Document Type

Article

Publication Date

12-6-2005

Publication Title

Proceedings of the National Academy of Sciences of the United States of America

Department

Geisel School of Medicine

Abstract

Temperature compensation is an important property of all biological clocks. In Neurospora crassa, negative-feedback regulation on the frequency (frq) gene's transcription by the FRQ protein plays a central role in the organism's circadian pacemaker. Earlier model calculations predicted that the stability of FRQ should determine the period length of Neurospora's circadian rhythm as well as the rhythm's temperature compensation. Here, we report experimental FRQ protein stabilities in frq mutants at 20 degrees C and 25 degrees C, and estimates of overall activation energies for mutant FRQ protein degradation. The results are consistent with earlier model predictions, i.e., temperature compensation of Neurospora's circadian rhythm is a highly regulated process where the stability of FRQ is an important factor in determining Neurospora's circadian period as well as the clock's temperature compensation.
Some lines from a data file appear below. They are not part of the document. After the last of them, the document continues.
//! Binary search tree engine.
//!
//! Snapshots are value types: applying a command clones the previous
//! snapshot and edits the clone, so past steps can never be disturbed by
//! later ones. Nodes live in an id-keyed arena; ids are allocated
//! sequentially within one snapshot chain and never reused, which keeps
//! replays bit-identical and highlight paths unambiguous.

#[cfg(test)]
#[path = "bst_test.rs"]
mod bst_test;

use std::collections::BTreeMap;
use std::fmt;

use serde::Serialize;

use super::{Applied, OperationError, Outcome, StructureEngine};
use crate::frame::{NodeId, ShapeNode, TreeShape};
use crate::protocol::{Command, CommandKind};

/// One node of a BST snapshot.
#[derive(Debug, Clone, PartialEq, Eq, Serialize)]
pub struct BstNode {
    /// Snapshot-chain-unique id.
    pub id: NodeId,
    /// The node's key. For every node: left subtree keys < key < right
    /// subtree keys.
    pub key: i64,
    /// Left child, if any.
    pub left: Option<NodeId>,
    /// Right child, if any.
    pub right: Option<NodeId>,
}

/// Full BST state at one animation step.
#[derive(Debug, Clone, PartialEq, Eq, Default, Serialize)]
pub struct BstSnapshot {
    root: Option<NodeId>,
    nodes: BTreeMap<NodeId, BstNode>,
    next_id: NodeId,
}

/// Named visitation orders for `traverse`.
#[derive(Debug, Clone, Copy, PartialEq, Eq)]
pub enum TraversalOrder {
    /// Left, node, right — yields keys in ascending order.
    InOrder,
    /// Node, left, right.
    PreOrder,
    /// Left, right, node.
    PostOrder,
}

impl TraversalOrder {
    fn from_wire(name: &str) -> Option<Self> {
        match name {
            "inorder" => Some(Self::InOrder),
            "preorder" => Some(Self::PreOrder),
            "postorder" => Some(Self::PostOrder),
            _ => None,
        }
    }
}

impl fmt::Display for TraversalOrder {
    fn fmt(&self, f: &mut fmt::Formatter<'_>) -> fmt::Result {
        f.write_str(match self {
            Self::InOrder => "inorder",
            Self::PreOrder => "preorder",
            Self::PostOrder => "postorder",
        })
    }
}

impl BstSnapshot {
    /// The root node id, if the tree is non-empty.
    #[must_use]
    pub fn root(&self) -> Option<NodeId> {
        self.root
    }

    /// Number of live nodes.
    #[must_use]
    pub fn len(&self) -> usize {
        self.nodes.len()
    }

    /// Whether the tree is empty.
    #[must_use]
    pub fn is_empty(&self) -> bool {
        self.nodes.is_empty()
    }

    /// Look a node up by id.
    #[must_use]
    pub fn node(&self, id: NodeId) -> Option<&BstNode> {
        self.nodes.get(&id)
    }

    /// All keys in ascending order.
    #[must_use]
    pub fn in_order_keys(&self) -> Vec<i64> {
        self.visit(TraversalOrder::InOrder)
            .iter()
            .filter_map(|id| self.nodes.get(id).map(|n| n.key))
            .collect()
    }

    /// Walk from the root comparing against `key`. Returns the comparison
    /// path (every node visited, in order) and the matching node if found.
    fn locate(&self, key: i64) -> (Vec<NodeId>, Option<NodeId>) {
        let mut path = Vec::new();
        let mut cursor = self.root;
        while let Some(id) = cursor {
            path.push(id);
            let Some(node) = self.nodes.get(&id) else {
                break;
            };
            cursor = match key.cmp(&node.key) {
                std::cmp::Ordering::Equal => return (path, Some(id)),
                std::cmp::Ordering::Less => node.left,
                std::cmp::Ordering::Greater => node.right,
            };
        }
        (path, None)
    }

    fn insert(&self, key: i64) -> Outcome<Self> {
        let (path, existing) = self.locate(key);

        // Duplicate keys are a documented no-op, not an error.
        if existing.is_some() {
            return Outcome::Noop;
        }

        let mut next = self.clone();
        let id = next.next_id;
        next.next_id += 1;
        next.nodes.insert(id, BstNode { id, key, left: None, right: None });

        match path.last() {
            None => next.root = Some(id),
            Some(&parent_id) => {
                if let Some(parent) = next.nodes.get_mut(&parent_id) {
                    if key < parent.key {
                        parent.left = Some(id);
                    } else {
                        parent.right = Some(id);
                    }
                }
            }
        }

        let mut highlight = path;
        highlight.push(id);
        Outcome::Step(Applied { snapshot: next, highlight, description: format!("insert {key}") })
    }

    fn delete(&self, key: i64) -> Outcome<Self> {
        let (path, found) = self.locate(key);
        let Some(target) = found else {
            // Absent keys are a no-op, same policy as duplicate inserts.
            return Outcome::Noop;
        };

        let mut next = self.clone();
        let parent = if path.len() >= 2 { Some(path[path.len() - 2]) } else { None };
        let (left, right) = match next.nodes.get(&target) {
            Some(node) => (node.left, node.right),
            None => (None, None),
        };

        match (left, right) {
            // Leaf: detach from the parent.
            (None, None) => {
                next.relink(parent, target, None);
                next.nodes.remove(&target);
            }
            // One child: splice it into the target's place.
            (Some(child), None) | (None, Some(child)) => {
                next.relink(parent, target, Some(child));
                next.nodes.remove(&target);
            }
            // Two children: promote the in-order successor's key and remove
            // the successor node from its original location.
            (Some(_), Some(right_child)) => {
                let mut successor = right_child;
                let mut successor_parent = target;
                while let Some(left_id) = next.nodes.get(&successor).and_then(|n| n.left) {
                    successor_parent = successor;
                    successor = left_id;
                }
                let (successor_key, successor_right) = match next.nodes.get(&successor) {
                    Some(node) => (node.key, node.right),
                    None => (key, None),
                };

                if successor_parent == target {
                    if let Some(node) = next.nodes.get_mut(&target) {
                        node.right = successor_right;
                    }
                } else if let Some(node) = next.nodes.get_mut(&successor_parent) {
                    node.left = successor_right;
                }

                if let Some(node) = next.nodes.get_mut(&target) {
                    node.key = successor_key;
                }
                next.nodes.remove(&successor);
            }
        }

        Outcome::Step(Applied { snapshot: next, highlight: path, description: format!("delete {key}") })
    }

    fn search(&self, key: i64) -> Outcome<Self> {
        let (path, found) = self.locate(key);
        let verdict = if found.is_some() { "found" } else { "not found" };
        Outcome::Step(Applied {
            snapshot: self.clone(),
            highlight: path,
            description: format!("search {key} ({verdict})"),
        })
    }

    fn traverse(&self, order: TraversalOrder) -> Outcome<Self> {
        Outcome::Step(Applied {
            snapshot: self.clone(),
            highlight: self.visit(order),
            description: format!("traverse {order}"),
        })
    }

    /// Replace the child link pointing at `from` with `to`. A `None` parent
    /// means `from` is the root.
    fn relink(&mut self, parent: Option<NodeId>, from: NodeId, to: Option<NodeId>) {
        match parent {
            None => self.root = to,
            Some(parent_id) => {
                if let Some(node) = self.nodes.get_mut(&parent_id) {
                    if node.left == Some(from) {
                        node.left = to;
                    } else if node.right == Some(from) {
                        node.right = to;
                    }
                }
            }
        }
    }

    fn visit(&self, order: TraversalOrder) -> Vec<NodeId> {
        let mut out = Vec::with_capacity(self.nodes.len());
        self.visit_from(self.root, order, &mut out);
        out
    }

    fn visit_from(&self, cursor: Option<NodeId>, order: TraversalOrder, out: &mut Vec<NodeId>) {
        let Some(id) = cursor else {
            return;
        };
        let Some(node) = self.nodes.get(&id) else {
            return;
        };
        match order {
            TraversalOrder::InOrder => {
                self.visit_from(node.left, order, out);
                out.push(id);
                self.visit_from(node.right, order, out);
            }
            TraversalOrder::PreOrder => {
                out.push(id);
                self.visit_from(node.left, order, out);
                self.visit_from(node.right, order, out);
            }
            TraversalOrder::PostOrder => {
                self.visit_from(node.left, order, out);
                self.visit_from(node.right, order, out);
                out.push(id);
            }
        }
    }
}

/// The BST variant of [`StructureEngine`]. Stateless; all state lives in
/// the snapshots it produces.
#[derive(Debug, Clone, Copy, Default)]
pub struct BstEngine;

impl StructureEngine for BstEngine {
    type Snapshot = BstSnapshot;

    fn initial(&self) -> BstSnapshot {
        BstSnapshot::default()
    }

    fn apply(
        &self,
        snapshot: &BstSnapshot,
        command: &Command,
    ) -> Result<Outcome<BstSnapshot>, OperationError> {
        match command.kind {
            CommandKind::Insert => Ok(snapshot.insert(key_operand(command)?)),
            CommandKind::Delete => Ok(snapshot.delete(key_operand(command)?)),
            CommandKind::Search => Ok(snapshot.search(key_operand(command)?)),
            CommandKind::Traverse => Ok(snapshot.traverse(order_operand(command)?)),
        }
    }

    fn shape(&self, snapshot: &BstSnapshot) -> TreeShape {
        TreeShape {
            root: snapshot.root,
            nodes: snapshot
                .nodes
                .values()
                .map(|node| ShapeNode {
                    id: node.id,
                    label: node.key.to_string(),
                    left: node.left,
                    right: node.right,
                })
                .collect(),
        }
    }
}

/// Extract the single integer key the keyed operations take.
fn key_operand(command: &Command) -> Result<i64, OperationError> {
    let [operand] = command.operands.as_slice() else {
        return Err(OperationError::WrongArity {
            kind: command.kind,
            expected: 1,
            got: command.operands.len(),
        });
    };
    operand
        .as_key()
        .ok_or(OperationError::NonIntegerKey { kind: command.kind })
}

/// Extract the traversal order; a bare `traverse` defaults to in-order.
fn order_operand(command: &Command) -> Result<TraversalOrder, OperationError> {
    match command.operands.as_slice() {
        [] => Ok(TraversalOrder::InOrder),
        [operand] => {
            let name = operand
                .as_text()
                .ok_or_else(|| OperationError::UnknownTraversalOrder(operand.to_string()))?;
            TraversalOrder::from_wire(name)
                .ok_or_else(|| OperationError::UnknownTraversalOrder(name.to_owned()))
        }
        more => Err(OperationError::WrongArity {
            kind: command.kind,
            expected: 1,
            got: more.len(),
        }),
    }
}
The partial loss of temperature compensation in frq7 and frq(S513I) mutants can be described by a simple negative-feedback model (the Goodwin oscillator) when the experimentally obtained activation energies of FRQ degradation for theses mutants are incorporated into the model.

DOI

10.1073/pnas.0505137102

Original Citation

Ruoff P, Loros JJ, Dunlap JC. The relationship between FRQ-protein stability and temperature compensation in the Neurospora circadian clock. Proc Natl Acad Sci U S A. 2005 Dec 6;102(49):17681-6. doi: 10.1073/pnas.0505137102. Epub 2005 Nov 28. PMID: 16314576; PMCID: PMC1308891.